President Biden is increasingly laying the blame for the border at the feet of Republicans after GOP lawmakers this week rejected a Senate border bill.
But Gov. Abbott fired back:
ABBOTT: He does not need more laws. He has the tools in his toolbox to do exactly what Texas is doing, and that is to deny illegal entry into the country.
Abbott complained that the Biden administration has relentlessly fought his efforts to secure the border within his state.
Ukraine military leader shakeup » Ukraine’s top general is out.
ZELENSKYY: [Speaking Ukrainian]
Ukrainian President Volodymyr Zelenskyy announcing a military shakeup Thursday abruptly firing army chief Valery Zaluzhny.
ZELENSKYY: [Speaking Ukrainian]
The president told reporters that he thanked Zaluzhny for his service, but said a new strategy and new leadership are needed.
The general is something of a national hero. He was widely credited with helping lead Ukraine’s military to many of its early victories against Russia.

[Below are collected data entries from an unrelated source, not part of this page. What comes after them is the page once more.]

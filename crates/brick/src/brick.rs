//! Library facade

use crate::config::BrickConfig;
use crate::context::RenderSurface;
use crate::entity::Entity;
use crate::error::BrickResult;
use crate::sprite::Sprite;
use crate::surface::Backend;
use crate::types::{Pixels, Rect, ZIndex};

/// Owns the root surface and creates entities under it
///
/// Every entity created by one `Brick` shares its stacking order. Each
/// `Brick` owns an independent root; nothing is global.
pub struct Brick<B: Backend> {
    backend: B,
    config: BrickConfig,
    root: RenderSurface<B::Node>,
}

impl<B: Backend> Brick<B> {
    /// Create the root container and attach it to the document
    pub fn new(backend: B, config: BrickConfig) -> BrickResult<Self> {
        let root = RenderSurface::new(&backend, &config)?;
        tracing::debug!(z_index = config.z_index, "brick ready");
        Ok(Self {
            backend,
            config,
            root,
        })
    }

    /// Default config with the given stacking order
    pub fn with_z_index(backend: B, z_index: ZIndex) -> BrickResult<Self> {
        Self::new(backend, BrickConfig::default().with_z_index(z_index))
    }

    pub fn root(&self) -> &RenderSurface<B::Node> {
        &self.root
    }

    pub fn root_mut(&mut self) -> &mut RenderSurface<B::Node> {
        &mut self.root
    }

    /// Re-fit the root to the current viewport (call on window resize)
    pub fn fit_viewport(&mut self) -> BrickResult<()> {
        self.root.fit_viewport(&self.backend)
    }

    pub fn z_index(&self) -> ZIndex {
        self.config.z_index
    }

    pub fn config(&self) -> &BrickConfig {
        &self.config
    }

    pub fn backend(&self) -> &B {
        &self.backend
    }

    /// Create an entity; `graphic` falls back to the configured default
    pub fn entity(
        &self,
        x: Pixels,
        y: Pixels,
        width: Pixels,
        height: Pixels,
        graphic: Option<&str>,
    ) -> BrickResult<Entity<B::Node>> {
        let node = self.backend.create_node()?;
        Entity::new(
            self.root.node(),
            node,
            Rect::new(x, y, width, height),
            graphic.unwrap_or(&self.config.default_graphic),
            self.config.z_index,
        )
    }

    /// Create a sprite; `graphic` is usually a `url(...)` sprite sheet
    pub fn sprite(
        &self,
        x: Pixels,
        y: Pixels,
        width: Pixels,
        height: Pixels,
        graphic: Option<&str>,
    ) -> BrickResult<Sprite<B::Node>> {
        let node = self.backend.create_node()?;
        Sprite::new(
            self.root.node(),
            node,
            Rect::new(x, y, width, height),
            graphic.unwrap_or(&self.config.default_graphic),
            self.config.z_index,
        )
    }
}

impl<B: Backend + std::fmt::Debug> std::fmt::Debug for Brick<B>
where
    B::Node: std::fmt::Debug,
{
    fn fmt(&self, f: &mut std::fmt::Formatter<'_>) -> std::fmt::Result {
        f.debug_struct("Brick")
            .field("backend", &self.backend)
            .field("config", &self.config)
            .field("root", &self.root)
            .finish()
    }
}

He’ll be replaced by Colonel-General Oleksandr Syrsky who has served as the commander of Ukraine’s ground forces.
King Charles update » In London, Queen Camilla said Thursday that King Charles III is doing well, all things considered. WORLD’s Kristen Flavin has more.
KRISTEN FLAVIN: Camilla said King Charles has been “very touched by all the letters and the messages the public have been sending” from around the world.
She added that he’s doing extremely well under the circumstances.’'
Buckingham Palace announced this week that the king had been diagnosed with an undisclosed form of cancer and would begin treatment immediately.
He’s canceled all upcoming public appearances but continues to handle other duties.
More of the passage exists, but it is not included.